The Impact of Regular Outdoor Cycling and Gender on Technology Trust and Distrust in Cars, and on Anxiety

Klemens Weigl, Klemens Weigl

Abstract

Regular cycling is well-known for its numerous benefits on physiological and mental health. However, cyclists are confronted with numerous other road users with different modes of transport which are more harmful to nature and may be even more dangerous. As yet, there has been no study which focuses jointly on the potential influence of trust and distrust in cars, anxiety, age, and gender in the context of regular outdoor cycling. Consequently, we carried out a questionnaire study and queried 114 participants (60 female (34 cyclists); 54 male (32 cyclists)).
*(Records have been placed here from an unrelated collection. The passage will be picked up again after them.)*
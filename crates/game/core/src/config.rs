//! Balance constants and tunable parameters for progression and encounters.

/// Inclusive integer range used for per-level gains and encounter draws.
#[derive(Clone, Copy, Debug, PartialEq, Eq)]
#[cfg_attr(feature = "serde", derive(serde::Serialize, serde::Deserialize))]
pub struct StatRange {
    pub min: u32,
    pub max: u32,
}

impl StatRange {
    pub const fn new(min: u32, max: u32) -> Self {
        Self { min, max }
    }
}

/// Odds and magnitudes for the beneficial "question mark" tile.
///
/// `k` is drawn from `[0, 100)`; `k < gold_threshold` pays gold,
/// `k < heal_threshold` heals, everything above drops an item.
#[derive(Clone, Debug, PartialEq, Eq)]
#[cfg_attr(feature = "serde", derive(serde::Serialize, serde::Deserialize))]
#[cfg_attr(feature = "serde", serde(default))]
pub struct RewardTable {
    pub gold_threshold: u32,
    pub heal_threshold: u32,
    /// Gold drawn once per map level and summed.
    pub gold_per_level: StatRange,
    /// Heal amount as a percentage of max hp (floored).
    pub heal_percent: i32,
}

impl RewardTable {
    pub const DEFAULT_GOLD_THRESHOLD: u32 = 50;
    pub const DEFAULT_HEAL_THRESHOLD: u32 = 95;
    pub const DEFAULT_GOLD_PER_LEVEL: StatRange = StatRange::new(7, 13);
    pub const DEFAULT_HEAL_PERCENT: i32 = 20;
}

impl Default for RewardTable {
    fn default() -> Self {
        Self {
            gold_threshold: Self::DEFAULT_GOLD_THRESHOLD,
            heal_threshold: Self::DEFAULT_HEAL_THRESHOLD,
            gold_per_level: Self::DEFAULT_GOLD_PER_LEVEL,
            heal_percent: Self::DEFAULT_HEAL_PERCENT,
        }
    }
}

/// Odds and magnitudes for the adversarial "exclamation mark" tile.
#[derive(Clone, Debug, PartialEq, Eq)]
#[cfg_attr(feature = "serde", derive(serde::Serialize, serde::Deserialize))]
#[cfg_attr(feature = "serde", serde(default))]
pub struct CurseTable {
    /// Chance (percent) that an activated curse deals damage instead of stealing gold.
    pub damage_percent: u32,
    /// Damage dealt per map level.
    pub damage_per_level: i32,
    /// Gold stolen per map level, drawn once per level and summed.
    pub theft_per_level: StatRange,
}

impl CurseTable {
    pub const DEFAULT_DAMAGE_PERCENT: u32 = 60;
    pub const DEFAULT_DAMAGE_PER_LEVEL: i32 = 3;
    pub const DEFAULT_THEFT_PER_LEVEL: StatRange = StatRange::new(4, 9);
}

impl Default for CurseTable {
    fn default() -> Self {
        Self {
            damage_percent: Self::DEFAULT_DAMAGE_PERCENT,
            damage_per_level: Self::DEFAULT_DAMAGE_PER_LEVEL,
            theft_per_level: Self::DEFAULT_THEFT_PER_LEVEL,
        }
    }
}

/// Progression configuration constants and tunable parameters.
#[derive(Clone, Debug, PartialEq, Eq)]
#[cfg_attr(feature = "serde", derive(serde::Serialize, serde::Deserialize))]
#[cfg_attr(feature = "serde", serde(default))]
pub struct ProgressionConfig {
    pub initial_max_hp: i32,
    pub initial_accuracy: i32,
    pub initial_min_damage: i32,
    pub initial_max_damage: i32,

    /// Max hp gained per level.
    pub hp_gain: StatRange,
    /// Mean damage gained per level; min/max damage jitter around it by 0 or 1.
    pub damage_gain: StatRange,
    /// Offset fed to the experience curve on every level.
    pub max_exp_offset: StatRange,
    /// Accuracy grows by one every `accuracy_interval` levels.
    pub accuracy_interval: u32,

    /// Chance (percent) that an encounter tile does anything at all.
    pub tile_interaction_percent: u32,
    pub reward: RewardTable,
    pub curse: CurseTable,
}

impl ProgressionConfig {
    // ===== compile-time constants used as type parameters =====
    pub const MAX_INVENTORY_SLOTS: usize = 24;

    // ===== runtime-tunable defaults =====
    pub const DEFAULT_INITIAL_MAX_HP: i32 = 65;
    pub const DEFAULT_INITIAL_ACCURACY: i32 = 80;
    pub const DEFAULT_INITIAL_MIN_DAMAGE: i32 = 8;
    pub const DEFAULT_INITIAL_MAX_DAMAGE: i32 = 12;
    pub const DEFAULT_HP_GAIN: StatRange = StatRange::new(8, 14);
    pub const DEFAULT_DAMAGE_GAIN: StatRange = StatRange::new(2, 4);
    pub const DEFAULT_MAX_EXP_OFFSET: StatRange = StatRange::new(3, 5);
    pub const DEFAULT_ACCURACY_INTERVAL: u32 = 10;
    pub const DEFAULT_TILE_INTERACTION_PERCENT: u32 = 70;

    pub fn new() -> Self {
        Self {
            initial_max_hp: Self::DEFAULT_INITIAL_MAX_HP,
            initial_accuracy: Self::DEFAULT_INITIAL_ACCURACY,
            initial_min_damage: Self::DEFAULT_INITIAL_MIN_DAMAGE,
            initial_max_damage: Self::DEFAULT_INITIAL_MAX_DAMAGE,
            hp_gain: Self::DEFAULT_HP_GAIN,
            damage_gain: Self::DEFAULT_DAMAGE_GAIN,
            max_exp_offset: Self::DEFAULT_MAX_EXP_OFFSET,
            accuracy_interval: Self::DEFAULT_ACCURACY_INTERVAL,
            tile_interaction_percent: Self::DEFAULT_TILE_INTERACTION_PERCENT,
            reward: RewardTable::default(),
            curse: CurseTable::default(),
        }
    }
}

impl Default for ProgressionConfig {
    fn default() -> Self {
        Self::new()
    }
}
We assessed trust and distrust in cars, trait anxiety in a non-clinical context, age, and gender. Our results reveal that cyclists rate distrust in cars with significantly greater values when compared to non-cyclists. Moreover, we found that women assign substantially lower ratings to trust and higher ratings to distrust in cars than men, regardless whether they are cyclists or not. Additionally, women report significantly higher values on anxiety in a non-clinical context. Finally, our results indicate that older people are less likely to engage with regular outdoor cycling. We conclude that female and male cyclists are more critical on distrust in cars than non-cyclists, though they are not more anxious.